[EXERCISE INPUT — start]
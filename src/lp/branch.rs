// Copyright (c) 2026 The rs-netopt developers
//
// This program is free software: you can redistribute it and/or
// modify it under the terms of the GNU General Public License as
// published by the Free Software Foundation, either version 3 of the
// License, or (at your option) any later version.
//
// This program is distributed in the hope that it will be useful, but
// WITHOUT ANY WARRANTY; without even the implied warranty of
// MERCHANTABILITY or FITNESS FOR A PARTICULAR PURPOSE.  See the GNU
// General Public License for more details.
//
// You should have received a copy of the GNU General Public License
// along with this program.  If not, see  <http://www.gnu.org/licenses/>
//

//! Depth first branch and bound for integer variables.
//!
//! Each subproblem is the LP relaxation with tightened variable bounds.
//! The first integer variable with fractional value is branched on, the
//! subproblem rounding it up is explored first. Subproblems whose
//! relaxation is not better than the best integer solution are pruned.

use super::{simplex, BranchOptions, Problem, Sense, Solution, SolutionState};
use crate::error::{Error, Result};

use tracing::{debug, trace};

/// A subproblem: variable bounds and the objective bound of its parent.
struct Subproblem {
    bounds: Vec<(f64, f64)>,
    bound: f64,
}

/// Solve `problem` respecting integrality of variables.
pub fn solve(problem: &Problem, opts: &BranchOptions) -> Result<Solution> {
    // objective values are compared in minimization form
    let sign = match problem.sense() {
        Sense::Minimize => 1.0,
        Sense::Maximize => -1.0,
    };

    let root = problem
        .vars()
        .map(|v| {
            if v.integer {
                ((v.lower - opts.int_tol).ceil(), (v.upper + opts.int_tol).floor())
            } else {
                (v.lower, v.upper)
            }
        })
        .collect();

    let mut stack = vec![Subproblem {
        bounds: root,
        bound: f64::NEG_INFINITY,
    }];
    let mut best: Option<Vec<f64>> = None;
    let mut best_key = f64::INFINITY;
    let mut nodes = 0;
    let mut iterations = 0;

    while let Some(sub) = stack.pop() {
        if sub.bound >= best_key - opts.gap_tol {
            continue;
        }

        nodes += 1;
        if nodes > opts.max_nodes {
            return Err(Error::IterationLimit {
                what: "branch and bound",
                limit: opts.max_nodes,
            });
        }

        let lp = simplex::solve_bounded(problem, &sub.bounds, &opts.lp)?;
        iterations += lp.iterations;
        match lp.state {
            SolutionState::Optimal => {}
            SolutionState::Unbounded => {
                debug!(nodes, "relaxation is unbounded");
                return Ok(Solution::without_values(SolutionState::Unbounded, iterations));
            }
            _ => continue,
        }

        let key = sign * lp.objective;
        if key >= best_key - opts.gap_tol {
            continue;
        }

        let fractional = problem
            .vars()
            .zip(lp.values.iter())
            .position(|(v, &x)| v.integer && (x - x.round()).abs() > opts.int_tol);

        match fractional {
            None => {
                trace!(objective = lp.objective, nodes, "new incumbent");
                best_key = key;
                best = Some(lp.values);
            }
            Some(j) => {
                let x = lp.values[j];
                let mut down = sub.bounds.clone();
                down[j].1 = x.floor();
                let mut up = sub.bounds;
                up[j].0 = x.ceil();
                stack.push(Subproblem { bounds: down, bound: key });
                stack.push(Subproblem { bounds: up, bound: key });
            }
        }
    }

    debug!(nodes, iterations, "branch and bound finished");

    match best {
        Some(mut values) => {
            for (v, x) in problem.vars().zip(values.iter_mut()) {
                if v.integer {
                    *x = x.round();
                }
            }
            Ok(Solution {
                state: SolutionState::Optimal,
                objective: problem.objective_value(&values),
                values,
                iterations,
            })
        }
        None => Ok(Solution::without_values(SolutionState::Infeasible, iterations)),
    }
}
[EXERCISE INPUT — finish]
[WHAT THE TASK ASKS]: Please copy only these lines, exactly: the first line of the records through the line containing "be useful, but", ends included.

[WRITTEN SOLUTION]:
filename src/lp/branch.rs
// Copyright (c) 2026 The rs-netopt developers
//
// This program is free software: you can redistribute it and/or
// modify it under the terms of the GNU General Public License as
// published by the Free Software Foundation, either version 3 of the
// License, or (at your option) any later version.
//
// This program is distributed in the hope that it will be useful, but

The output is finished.